WORK TO COMPLETE: Working through the entries below, find how many lines include "McpServer", then write only that number.
- Opening Delimiter -
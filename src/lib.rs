//! # MCP Wellbeing Assessment Server
//!
//! A Model Context Protocol (MCP) server for standardized mental-health
//! self-assessments. Scores are classified into severity bands, combined into
//! a per-user risk profile, and used to personalize LLM-generated explanations,
//! holistic analyses and chat replies.
//!
//! ## Features
//!
//! - **Instruments**: PHQ-9, GAD-7, ACE, CD-RISC-10, PSS-10, WHO-5 and PCL-5
//! - **Classification**: Deterministic severity bands per instrument
//! - **Risk Aggregation**: Overall risk level with personalization tags
//! - **Explanations**: Per-result interpretation with static fallback
//! - **Holistic Analysis**: Cross-instrument overview, cached by result set
//! - **Chat**: Context-aware conversation with persisted history
//! - **Session Resume**: Partial answers saved per questionnaire
//!
//! ## Architecture
//!
//! ```text
//! MCP Client → MCP Server (Rust) → Chat Completions API (HTTP)
//!                    ↓
//!              SQLite (Results, Profiles, Chat)
//! ```
//!
//! ## Example
//!
//! ```ignore
//! use std::sync::Arc;
//! use mcp_wellbeing_assessment::{Config, AppState, McpServer};
//! use mcp_wellbeing_assessment::llm::OpenAiClient;
//! use mcp_wellbeing_assessment::storage::SqliteStorage;
//!
//! #[tokio::main]
//! async fn main() -> Result<(), Box<dyn std::error::Error>> {
//!     let config = Config::from_env()?;
//!     let storage = SqliteStorage::new(&config.database).await?;
//!     let llm = OpenAiClient::new(&config.openai, config.request.clone())?;
//!     let state = Arc::new(AppState::new(config, storage, Arc::new(llm)));
//!     McpServer::new(state).run().await?;
//!     Ok(())
//! }
//! ```

#![warn(missing_docs)]

/// Command-line interface.
pub mod cli;
/// Configuration management for the MCP server.
pub mod config;
/// Error types and result aliases for the application.
pub mod error;
/// Questionnaire definitions and response validation.
pub mod instruments;
/// Chat completion client and wire types.
pub mod llm;
/// System prompts for LLM-backed operations.
pub mod prompts;
/// Risk aggregation, user profiles and prompt context.
pub mod risk;
/// Severity classification of raw scores.
pub mod scoring;
/// MCP server implementation and request handling.
pub mod server;
/// Assessment, explanation, holistic and chat services.
pub mod services;
/// SQLite storage layer for persistence.
pub mod storage;

pub use config::Config;
pub use error::{AppError, AppResult};
pub use server::{AppState, McpServer, SharedState};
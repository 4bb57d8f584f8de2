//! Severity classification.
//!
//! Maps a raw questionnaire score to a named level and a severity band using
//! ordered, inclusive threshold tables. Each table covers its instrument's full
//! score range with no gaps or overlaps; for CD-RISC and WHO-5 the table runs
//! from worst to best because higher scores are healthier.

use serde::{Deserialize, Serialize};
use tracing::warn;

use crate::error::ScoringResult;
use crate::instruments::{AssessmentKind, Polarity};

/// Clinical severity band shared across instruments.
#[derive(Debug, Clone, Copy, PartialEq, Eq, PartialOrd, Ord, Hash, Serialize, Deserialize)]
#[serde(rename_all = "snake_case")]
pub enum Severity {
    Normal,
    Mild,
    Moderate,
    Severe,
    Critical,
}

impl Severity {
    pub fn as_str(self) -> &'static str {
        match self {
            Severity::Normal => "normal",
            Severity::Mild => "mild",
            Severity::Moderate => "moderate",
            Severity::Severe => "severe",
            Severity::Critical => "critical",
        }
    }
}

impl std::fmt::Display for Severity {
    fn fmt(&self, f: &mut std::fmt::Formatter<'_>) -> std::fmt::Result {
        f.write_str(self.as_str())
    }
}

impl std::str::FromStr for Severity {
    type Err = String;

    fn from_str(s: &str) -> Result<Self, Self::Err> {
        match s.to_lowercase().as_str() {
            "normal" => Ok(Severity::Normal),
            "mild" => Ok(Severity::Mild),
            "moderate" => Ok(Severity::Moderate),
            "severe" => Ok(Severity::Severe),
            "critical" => Ok(Severity::Critical),
            _ => Err(format!("Unknown severity: {}", s)),
        }
    }
}

/// One inclusive score band.
#[derive(Debug, Clone, Copy)]
pub struct Band {
    pub min: u32,
    pub max: u32,
    pub level: &'static str,
    pub severity: Severity,
}

const fn band(min: u32, max: u32, level: &'static str, severity: Severity) -> Band {
    Band {
        min,
        max,
        level,
        severity,
    }
}

static PHQ9_BANDS: [Band; 5] = [
    band(0, 4, "Minimal", Severity::Normal),
    band(5, 9, "Mild", Severity::Mild),
    band(10, 14, "Moderate", Severity::Moderate),
    band(15, 19, "Moderately severe", Severity::Severe),
    band(20, 27, "Severe", Severity::Severe),
];

static GAD7_BANDS: [Band; 4] = [
    band(0, 4, "Minimal", Severity::Normal),
    band(5, 9, "Mild", Severity::Mild),
    band(10, 14, "Moderate", Severity::Moderate),
    band(15, 21, "Severe", Severity::Severe),
];

static ACE_BANDS: [Band; 4] = [
    band(0, 0, "No reported adversity", Severity::Normal),
    band(1, 3, "Some adversity", Severity::Mild),
    band(4, 6, "High adversity", Severity::Severe),
    band(7, 10, "Very high adversity", Severity::Critical),
];

static CD_RISC_BANDS: [Band; 4] = [
    band(0, 19, "Very low resilience", Severity::Severe),
    band(20, 25, "Low resilience", Severity::Moderate),
    band(26, 31, "Moderate resilience", Severity::Mild),
    band(32, 40, "High resilience", Severity::Normal),
];

static PSS10_BANDS: [Band; 3] = [
    band(0, 13, "Low stress", Severity::Normal),
    band(14, 26, "Moderate stress", Severity::Moderate),
    band(27, 40, "High stress", Severity::Severe),
];

static WHO5_BANDS: [Band; 3] = [
    band(0, 7, "Very low well-being", Severity::Severe),
    band(8, 12, "Low well-being", Severity::Moderate),
    band(13, 25, "Good well-being", Severity::Normal),
];

static PCL5_BANDS: [Band; 4] = [
    band(0, 20, "Minimal", Severity::Normal),
    band(21, 32, "Subthreshold symptoms", Severity::Mild),
    band(33, 49, "Probable PTSD", Severity::Severe),
    band(50, 80, "Severe PTSD symptoms", Severity::Critical),
];

/// Ordered band table for an instrument.
pub fn bands(kind: AssessmentKind) -> &'static [Band] {
    match kind {
        AssessmentKind::Phq9 => &PHQ9_BANDS,
        AssessmentKind::Gad7 => &GAD7_BANDS,
        AssessmentKind::Ace => &ACE_BANDS,
        AssessmentKind::CdRisc => &CD_RISC_BANDS,
        AssessmentKind::Pss10 => &PSS10_BANDS,
        AssessmentKind::Who5 => &WHO5_BANDS,
        AssessmentKind::Pcl5 => &PCL5_BANDS,
    }
}

/// Result of classifying one score.
#[derive(Debug, Clone, PartialEq, Eq, Serialize, Deserialize)]
pub struct Classification {
    pub level: String,
    pub severity: Severity,
}

/// Bring a raw score into the instrument's integral range.
///
/// Out-of-range and non-finite values are a caller bug; they are clamped and
/// logged rather than rejected so downstream aggregation stays total.
pub fn normalize_score(kind: AssessmentKind, raw_score: f64) -> u32 {
    let instrument = kind.instrument();
    let (min, max) = (instrument.score_min(), instrument.score_max());

    if !raw_score.is_finite() {
        warn!(assessment = %kind, score = raw_score, "Non-finite score, clamping to minimum");
        return min;
    }

    let rounded = raw_score.round();
    if rounded < f64::from(min) || rounded > f64::from(max) {
        warn!(
            assessment = %kind,
            score = raw_score,
            min,
            max,
            "Score outside instrument range, clamping"
        );
    }
    rounded.clamp(f64::from(min), f64::from(max)) as u32
}

/// Classify a raw score for the given instrument.
pub fn classify(kind: AssessmentKind, raw_score: f64) -> Classification {
    let score = normalize_score(kind, raw_score);
    let table = bands(kind);
    let matched = table
        .iter()
        .find(|b| score >= b.min && score <= b.max)
        // Tables cover the full range; the last band is unreachable fallback.
        .unwrap_or(&table[table.len() - 1]);

    Classification {
        level: matched.level.to_string(),
        severity: matched.severity,
    }
}

/// Classify using a string identifier such as `"phq9"` or `"GAD-7"`.
pub fn classify_by_id(assessment_id: &str, raw_score: f64) -> ScoringResult<Classification> {
    let kind = assessment_id.parse::<AssessmentKind>()?;
    Ok(classify(kind, raw_score))
}

/// Whether severity must rise with the raw score for this instrument.
pub fn severity_rises_with_score(kind: AssessmentKind) -> bool {
    kind.instrument().polarity == Polarity::HigherIsWorse
}

#[cfg(test)]
mod tests {
    use super::*;

    #[test]
    fn test_tables_cover_range_without_gaps() {
        for kind in AssessmentKind::ALL {
            let instrument = kind.instrument();
            let table = bands(kind);
            assert_eq!(table[0].min, instrument.score_min(), "{kind} start");
            assert_eq!(
                table[table.len() - 1].max,
                instrument.score_max(),
                "{kind} end"
            );
            for pair in table.windows(2) {
                assert!(pair[0].min <= pair[0].max, "{kind} band inverted");
                assert_eq!(pair[0].max + 1, pair[1].min, "{kind} gap or overlap");
            }
        }
    }

    #[test]
    fn test_phq9_boundaries() {
        assert_eq!(classify(AssessmentKind::Phq9, 4.0).level, "Minimal");
        assert_eq!(classify(AssessmentKind::Phq9, 5.0).level, "Mild");
        assert_eq!(classify(AssessmentKind::Phq9, 10.0).level, "Moderate");
        assert_eq!(classify(AssessmentKind::Phq9, 15.0).level, "Moderately severe");
        assert_eq!(classify(AssessmentKind::Phq9, 20.0).level, "Severe");
    }

    #[test]
    fn test_phq9_22_is_severe() {
        let c = classify(AssessmentKind::Phq9, 22.0);
        assert_eq!(c.severity, Severity::Severe);
        assert_eq!(c.level, "Severe");
    }

    #[test]
    fn test_inverted_polarity() {
        assert_eq!(classify(AssessmentKind::CdRisc, 38.0).severity, Severity::Normal);
        assert_eq!(classify(AssessmentKind::CdRisc, 10.0).severity, Severity::Severe);
        assert_eq!(classify(AssessmentKind::Who5, 20.0).severity, Severity::Normal);
        assert_eq!(classify(AssessmentKind::Who5, 5.0).severity, Severity::Severe);
        assert!(!severity_rises_with_score(AssessmentKind::Who5));
        assert!(severity_rises_with_score(AssessmentKind::Gad7));
    }

    #[test]
    fn test_out_of_range_is_clamped() {
        assert_eq!(normalize_score(AssessmentKind::Gad7, 40.0), 21);
        assert_eq!(normalize_score(AssessmentKind::Gad7, -3.0), 0);
        assert_eq!(normalize_score(AssessmentKind::Gad7, f64::NAN), 0);
        assert_eq!(classify(AssessmentKind::Gad7, 99.0).severity, Severity::Severe);
    }

    #[test]
    fn test_fractional_scores_round() {
        assert_eq!(normalize_score(AssessmentKind::Phq9, 9.6), 10);
        assert_eq!(classify(AssessmentKind::Phq9, 9.4).level, "Mild");
    }

    #[test]
    fn test_classify_by_id() {
        let c = classify_by_id("GAD-7", 12.0).unwrap();
        assert_eq!(c.severity, Severity::Moderate);
        assert!(classify_by_id("hamd", 12.0).is_err());
    }

    #[test]
    fn test_severity_ordering_and_parsing() {
        assert!(Severity::Critical > Severity::Severe);
        assert!(Severity::Normal < Severity::Mild);
        assert_eq!("SEVERE".parse::<Severity>().unwrap(), Severity::Severe);
        assert!("unknown".parse::<Severity>().is_err());
    }
}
- Closing Delimiter -
WRITTEN RESPONSE: 3